新型コロナウイルス感染症(COVID-19)ワクチンの展開は難航している。ジョー・バイデン大統領の就任翌日に先週発表された、200ページに及ぶホワイトハウスのCOVID-19対策計画の中核を成すのは、より多くのワクチンをより迅速に供給することだ。新政権発足後100日間で1億人にワクチンを接種することを約束するこの計画は、ワクチン供給を加速させるための一連の取り組みを提示している。具体的には、ほぼすべてのワクチンを配布すること、接種資格の基準を緩和すること、流通を改善すること、そして温度に敏感な製品を地方へ輸送する際に保存するための新しい包装を開発することなどだ。
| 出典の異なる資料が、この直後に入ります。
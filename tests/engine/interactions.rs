use super::common::*;
use chrono::Utc;
use probekit::interact::{CorrelationRegistry, InteractionClient};
use probekit::types::Interaction;
use std::sync::Arc;
use std::time::Duration;

const SSRF: &str = r#"
id: blind-ssrf
info:
  severity: high
requests:
  - protocol: http
    path: ["{{BaseURL}}/fetch?url=http://{{interaction-url}}/"]
    matchers:
      - type: word
        part: interaction_protocol
        words: ["dns"]
"#;

fn dns_callback(unique_id: &str) -> Interaction {
    Interaction {
        protocol: "dns".to_string(),
        unique_id: unique_id.to_string(),
        raw_request: format!("{} IN A", unique_id),
        raw_response: String::new(),
        remote_address: Some("198.51.100.7".to_string()),
        timestamp: Utc::now(),
    }
}

/// The token is the first label of the host embedded in `url=`.
fn token_in(endpoint: &str) -> Option<String> {
    let host = endpoint.split("url=http://").nth(1)?;
    host.split('.').next().map(str::to_string)
}

#[tokio::test]
async fn callback_carrying_the_token_matches() {
    let registry = Arc::new(CorrelationRegistry::new("oast.test"));
    let listener = registry.clone();
    let http = ScriptedHttp::new(move |request, _| {
        if let Some(token) = token_in(&request.endpoint) {
            listener.record(dns_callback(&format!("{}.oast.test", token)));
        }
        Ok(http_view(request, 200, "queued"))
    });
    let engine = engine_with(quiet_config(), vec![http.clone()]).with_interactions(registry.clone());

    let t = template(SSRF);
    let mut ctx = context("http://app.test", &t);
    let scope = ctx.variables().clone();
    let outcome = engine.run_template(&mut ctx, &t, &scope, None).await.unwrap();

    assert!(outcome.matched);
    let calls = http.calls();
    assert!(calls[0].starts_with("http://app.test/fetch?url=http://"));
    assert!(calls[0].ends_with(".oast.test/"));
    let token = token_in(&calls[0]).unwrap();
    assert!(!registry.is_registered(&token), "token is released after the wait");
}

#[tokio::test]
async fn no_callback_before_deadline_is_no_match() {
    let registry = Arc::new(CorrelationRegistry::new("oast.test"));
    let http = ScriptedHttp::new(|request, _| Ok(http_view(request, 200, "queued")));
    let engine = engine_with(quiet_config(), vec![http]).with_interactions(registry);

    let t = template(SSRF);
    let mut ctx = context("http://app.test", &t);
    let scope = ctx.variables().clone();
    let outcome = engine.run_template(&mut ctx, &t, &scope, None).await.unwrap();
    assert!(!outcome.matched);
    assert!(ctx.records().is_empty());
}

#[tokio::test]
async fn uncorrelated_callbacks_are_dropped() {
    let registry = CorrelationRegistry::new("oast.test");
    let url = registry.register("abc123").unwrap();
    assert_eq!(url, "abc123.oast.test");

    assert!(!registry.record(dns_callback("zzz999.oast.test")));
    assert!(registry.record(dns_callback("abc123.oast.test")));

    let seen = registry
        .wait_for("abc123", Duration::from_millis(50), &probekit::CancelSignal::new())
        .await
        .unwrap();
    assert_eq!(seen.len(), 1);
    assert_eq!(seen[0].remote_address.as_deref(), Some("198.51.100.7"));
}

#[tokio::test]
async fn wait_ends_on_cancel() {
    let registry = CorrelationRegistry::new("oast.test");
    registry.register("tok").unwrap();
    let cancel = probekit::CancelSignal::new();
    cancel.cancel();
    let err = registry
        .wait_for("tok", Duration::from_secs(30), &cancel)
        .await
        .unwrap_err();
    assert!(err.is_cancelled());
}

#[tokio::test]
async fn token_is_released_when_the_block_is_cancelled() {
    let registry = Arc::new(CorrelationRegistry::new("oast.test"));
    let cancel = probekit::CancelSignal::new();
    let seen_token = Arc::new(std::sync::Mutex::new(None));

    let trigger = cancel.clone();
    let seen = seen_token.clone();
    let http = ScriptedHttp::new(move |request, _| {
        *seen.lock().unwrap() = token_in(&request.endpoint);
        trigger.cancel();
        Err(probekit::ExecError::Cancelled)
    });
    let engine = engine_with(quiet_config(), vec![http]).with_interactions(registry.clone());

    let t = template(SSRF);
    let mut ctx =
        probekit::ExecutionContext::new("http://app.test", &t, &probekit::Variables::new(), cancel)
            .unwrap();
    let scope = ctx.variables().clone();
    let err = engine.run_template(&mut ctx, &t, &scope, None).await.unwrap_err();
    assert!(err.is_cancelled());

    let token = seen_token.lock().unwrap().clone().expect("request carried a token");
    assert!(!registry.is_registered(&token));
}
これらはすべて良いことですが、より適切に包装され、より迅速に届けられるワクチンを、より多くの人々にタイムリーに投与できなければ、どれも十分ではありません。計画はこの点にも対処しています。政府は移動式ワクチン接種バンを整備し、薬局職員を雇用して接種を行い、州の診療所や、サービスが行き届いていない地域をカバーする連邦認定医療センターへの支援を強化するとしています。最も重要な条項は、国防総省と連邦緊急事態管理庁(FEMA)の支援を受けて、100カ所の新しいワクチン接種会場を設置するという約束です。これらの会場には、計画で「数千人の臨床・非臨床スタッフと請負業者」とされている人々が配置され、連邦政府機関や公衆衛生局の職員も含まれます。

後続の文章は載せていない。